(WORK REQUEST): Every record here needs to be written out again exactly.

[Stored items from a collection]
BEGIN
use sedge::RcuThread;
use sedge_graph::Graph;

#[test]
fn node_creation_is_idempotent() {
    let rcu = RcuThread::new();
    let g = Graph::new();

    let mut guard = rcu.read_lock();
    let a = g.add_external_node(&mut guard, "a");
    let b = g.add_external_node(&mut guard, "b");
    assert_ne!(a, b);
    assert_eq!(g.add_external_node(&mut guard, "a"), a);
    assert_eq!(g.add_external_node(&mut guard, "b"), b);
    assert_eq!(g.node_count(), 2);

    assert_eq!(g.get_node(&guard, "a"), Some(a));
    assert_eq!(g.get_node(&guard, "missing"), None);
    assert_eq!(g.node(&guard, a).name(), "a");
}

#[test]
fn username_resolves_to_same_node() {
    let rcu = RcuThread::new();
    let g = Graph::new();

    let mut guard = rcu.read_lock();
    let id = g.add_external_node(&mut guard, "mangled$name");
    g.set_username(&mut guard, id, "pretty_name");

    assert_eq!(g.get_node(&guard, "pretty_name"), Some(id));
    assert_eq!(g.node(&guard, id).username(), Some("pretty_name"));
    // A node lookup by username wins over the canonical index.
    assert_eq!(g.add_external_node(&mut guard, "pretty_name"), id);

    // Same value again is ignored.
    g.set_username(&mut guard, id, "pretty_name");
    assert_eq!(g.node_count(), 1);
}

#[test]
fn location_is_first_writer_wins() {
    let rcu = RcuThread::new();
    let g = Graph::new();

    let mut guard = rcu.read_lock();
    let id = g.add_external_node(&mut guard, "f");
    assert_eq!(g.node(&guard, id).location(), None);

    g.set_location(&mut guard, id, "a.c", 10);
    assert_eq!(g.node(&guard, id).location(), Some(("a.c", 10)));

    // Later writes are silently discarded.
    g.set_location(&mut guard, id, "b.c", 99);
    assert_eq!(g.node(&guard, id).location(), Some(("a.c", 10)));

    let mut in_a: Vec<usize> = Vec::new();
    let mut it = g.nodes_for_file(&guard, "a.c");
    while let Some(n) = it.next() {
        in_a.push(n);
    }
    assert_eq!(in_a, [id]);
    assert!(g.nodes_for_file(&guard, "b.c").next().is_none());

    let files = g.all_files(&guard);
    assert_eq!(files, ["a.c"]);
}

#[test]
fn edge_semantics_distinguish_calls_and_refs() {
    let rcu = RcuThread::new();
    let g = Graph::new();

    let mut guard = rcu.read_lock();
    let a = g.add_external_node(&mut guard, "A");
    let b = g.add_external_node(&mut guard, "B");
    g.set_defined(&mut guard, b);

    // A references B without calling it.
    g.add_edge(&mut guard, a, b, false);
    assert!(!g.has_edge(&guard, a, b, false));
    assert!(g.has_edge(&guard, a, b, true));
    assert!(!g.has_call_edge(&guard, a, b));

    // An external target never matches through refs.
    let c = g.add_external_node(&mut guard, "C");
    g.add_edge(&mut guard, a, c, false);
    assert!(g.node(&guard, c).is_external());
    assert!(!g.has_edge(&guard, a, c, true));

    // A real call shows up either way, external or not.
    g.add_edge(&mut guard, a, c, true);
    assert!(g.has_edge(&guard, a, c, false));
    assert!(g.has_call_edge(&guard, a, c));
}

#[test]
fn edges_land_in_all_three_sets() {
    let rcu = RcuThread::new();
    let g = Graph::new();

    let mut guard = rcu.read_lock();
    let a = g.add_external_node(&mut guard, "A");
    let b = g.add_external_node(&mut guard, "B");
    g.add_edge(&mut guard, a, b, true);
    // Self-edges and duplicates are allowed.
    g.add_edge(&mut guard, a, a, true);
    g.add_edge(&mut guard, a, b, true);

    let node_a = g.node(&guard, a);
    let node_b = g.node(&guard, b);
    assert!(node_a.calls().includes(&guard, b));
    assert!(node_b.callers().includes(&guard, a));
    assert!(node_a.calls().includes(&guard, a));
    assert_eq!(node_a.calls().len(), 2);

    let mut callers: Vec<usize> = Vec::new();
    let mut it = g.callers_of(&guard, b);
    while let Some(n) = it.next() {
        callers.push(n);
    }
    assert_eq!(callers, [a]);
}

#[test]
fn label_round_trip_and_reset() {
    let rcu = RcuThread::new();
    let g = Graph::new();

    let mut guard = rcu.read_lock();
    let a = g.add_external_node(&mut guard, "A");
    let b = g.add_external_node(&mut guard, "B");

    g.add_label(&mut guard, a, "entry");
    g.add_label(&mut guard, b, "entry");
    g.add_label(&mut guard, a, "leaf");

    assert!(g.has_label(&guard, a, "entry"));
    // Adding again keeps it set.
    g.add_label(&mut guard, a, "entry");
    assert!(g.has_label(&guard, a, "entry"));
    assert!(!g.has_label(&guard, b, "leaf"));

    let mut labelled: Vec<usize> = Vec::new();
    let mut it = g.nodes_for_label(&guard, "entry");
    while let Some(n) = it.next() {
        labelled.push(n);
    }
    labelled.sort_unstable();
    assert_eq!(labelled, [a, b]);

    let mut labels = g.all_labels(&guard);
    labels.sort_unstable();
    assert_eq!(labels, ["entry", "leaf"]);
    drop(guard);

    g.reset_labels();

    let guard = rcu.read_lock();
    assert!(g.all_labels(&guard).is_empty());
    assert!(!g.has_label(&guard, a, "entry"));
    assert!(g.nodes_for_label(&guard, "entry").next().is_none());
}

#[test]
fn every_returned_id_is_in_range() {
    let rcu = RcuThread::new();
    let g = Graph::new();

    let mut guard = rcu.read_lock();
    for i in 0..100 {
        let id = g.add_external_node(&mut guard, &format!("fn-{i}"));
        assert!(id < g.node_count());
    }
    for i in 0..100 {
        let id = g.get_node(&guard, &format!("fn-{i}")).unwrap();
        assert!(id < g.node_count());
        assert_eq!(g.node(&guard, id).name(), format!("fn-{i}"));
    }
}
END
(WRITTEN SOLUTION):
use sedge::RcuThread;
use sedge_graph::Graph;

#[test]
fn node_creation_is_idempotent() {
    let rcu = RcuThread::new();
    let g = Graph::new();

    let mut guard = rcu.read_lock();
    let a = g.add_external_node(&mut guard, "a");
    let b = g.add_external_node(&mut guard, "b");
    assert_ne!(a, b);
    assert_eq!(g.add_external_node(&mut guard, "a"), a);
    assert_eq!(g.add_external_node(&mut guard, "b"), b);
    assert_eq!(g.node_count(), 2);

    assert_eq!(g.get_node(&guard, "a"), Some(a));
    assert_eq!(g.get_node(&guard, "missing"), None);
    assert_eq!(g.node(&guard, a).name(), "a");
}

#[test]
fn username_resolves_to_same_node() {
    let rcu = RcuThread::new();
    let g = Graph::new();

    let mut guard = rcu.read_lock();
    let id = g.add_external_node(&mut guard, "mangled$name");
    g.set_username(&mut guard, id, "pretty_name");

    assert_eq!(g.get_node(&guard, "pretty_name"), Some(id));
    assert_eq!(g.node(&guard, id).username(), Some("pretty_name"));
    // A node lookup by username wins over the canonical index.
    assert_eq!(g.add_external_node(&mut guard, "pretty_name"), id);

    // Same value again is ignored.
    g.set_username(&mut guard, id, "pretty_name");
    assert_eq!(g.node_count(), 1);
}

#[test]
fn location_is_first_writer_wins() {
    let rcu = RcuThread::new();
    let g = Graph::new();

    let mut guard = rcu.read_lock();
    let id = g.add_external_node(&mut guard, "f");
    assert_eq!(g.node(&guard, id).location(), None);

    g.set_location(&mut guard, id, "a.c", 10);
    assert_eq!(g.node(&guard, id).location(), Some(("a.c", 10)));

    // Later writes are silently discarded.
    g.set_location(&mut guard, id, "b.c", 99);
    assert_eq!(g.node(&guard, id).location(), Some(("a.c", 10)));

    let mut in_a: Vec<usize> = Vec::new();
    let mut it = g.nodes_for_file(&guard, "a.c");
    while let Some(n) = it.next() {
        in_a.push(n);
    }
    assert_eq!(in_a, [id]);
    assert!(g.nodes_for_file(&guard, "b.c").next().is_none());

    let files = g.all_files(&guard);
    assert_eq!(files, ["a.c"]);
}

#[test]
fn edge_semantics_distinguish_calls_and_refs() {
    let rcu = RcuThread::new();
    let g = Graph::new();

    let mut guard = rcu.read_lock();
    let a = g.add_external_node(&mut guard, "A");
    let b = g.add_external_node(&mut guard, "B");
    g.set_defined(&mut guard, b);

    // A references B without calling it.
    g.add_edge(&mut guard, a, b, false);
    assert!(!g.has_edge(&guard, a, b, false));
    assert!(g.has_edge(&guard, a, b, true));
    assert!(!g.has_call_edge(&guard, a, b));

    // An external target never matches through refs.
    let c = g.add_external_node(&mut guard, "C");
    g.add_edge(&mut guard, a, c, false);
    assert!(g.node(&guard, c).is_external());
    assert!(!g.has_edge(&guard, a, c, true));

    // A real call shows up either way, external or not.
    g.add_edge(&mut guard, a, c, true);
    assert!(g.has_edge(&guard, a, c, false));
    assert!(g.has_call_edge(&guard, a, c));
}

#[test]
fn edges_land_in_all_three_sets() {
    let rcu = RcuThread::new();
    let g = Graph::new();

    let mut guard = rcu.read_lock();
    let a = g.add_external_node(&mut guard, "A");
    let b = g.add_external_node(&mut guard, "B");
    g.add_edge(&mut guard, a, b, true);
    // Self-edges and duplicates are allowed.
    g.add_edge(&mut guard, a, a, true);
    g.add_edge(&mut guard, a, b, true);

    let node_a = g.node(&guard, a);
    let node_b = g.node(&guard, b);
    assert!(node_a.calls().includes(&guard, b));
    assert!(node_b.callers().includes(&guard, a));
    assert!(node_a.calls().includes(&guard, a));
    assert_eq!(node_a.calls().len(), 2);

    let mut callers: Vec<usize> = Vec::new();
    let mut it = g.callers_of(&guard, b);
    while let Some(n) = it.next() {
        callers.push(n);
    }
    assert_eq!(callers, [a]);
}

#[test]
fn label_round_trip_and_reset() {
    let rcu = RcuThread::new();
    let g = Graph::new();

    let mut guard = rcu.read_lock();
    let a = g.add_external_node(&mut guard, "A");
    let b = g.add_external_node(&mut guard, "B");

    g.add_label(&mut guard, a, "entry");
    g.add_label(&mut guard, b, "entry");
    g.add_label(&mut guard, a, "leaf");

    assert!(g.has_label(&guard, a, "entry"));
    // Adding again keeps it set.
    g.add_label(&mut guard, a, "entry");
    assert!(g.has_label(&guard, a, "entry"));
    assert!(!g.has_label(&guard, b, "leaf"));

    let mut labelled: Vec<usize> = Vec::new();
    let mut it = g.nodes_for_label(&guard, "entry");
    while let Some(n) = it.next() {
        labelled.push(n);
    }
    labelled.sort_unstable();
    assert_eq!(labelled, [a, b]);

    let mut labels = g.all_labels(&guard);
    labels.sort_unstable();
    assert_eq!(labels, ["entry", "leaf"]);
    drop(guard);

    g.reset_labels();

    let guard = rcu.read_lock();
    assert!(g.all_labels(&guard).is_empty());
    assert!(!g.has_label(&guard, a, "entry"));
    assert!(g.nodes_for_label(&guard, "entry").next().is_none());
}

#[test]
fn every_returned_id_is_in_range() {
    let rcu = RcuThread::new();
    let g = Graph::new();

    let mut guard = rcu.read_lock();
    for i in 0..100 {
        let id = g.add_external_node(&mut guard, &format!("fn-{i}"));
        assert!(id < g.node_count());
    }
    for i in 0..100 {
        let id = g.get_node(&guard, &format!("fn-{i}")).unwrap();
        assert!(id < g.node_count());
        assert_eq!(g.node(&guard, id).name(), format!("fn-{i}"));
    }
}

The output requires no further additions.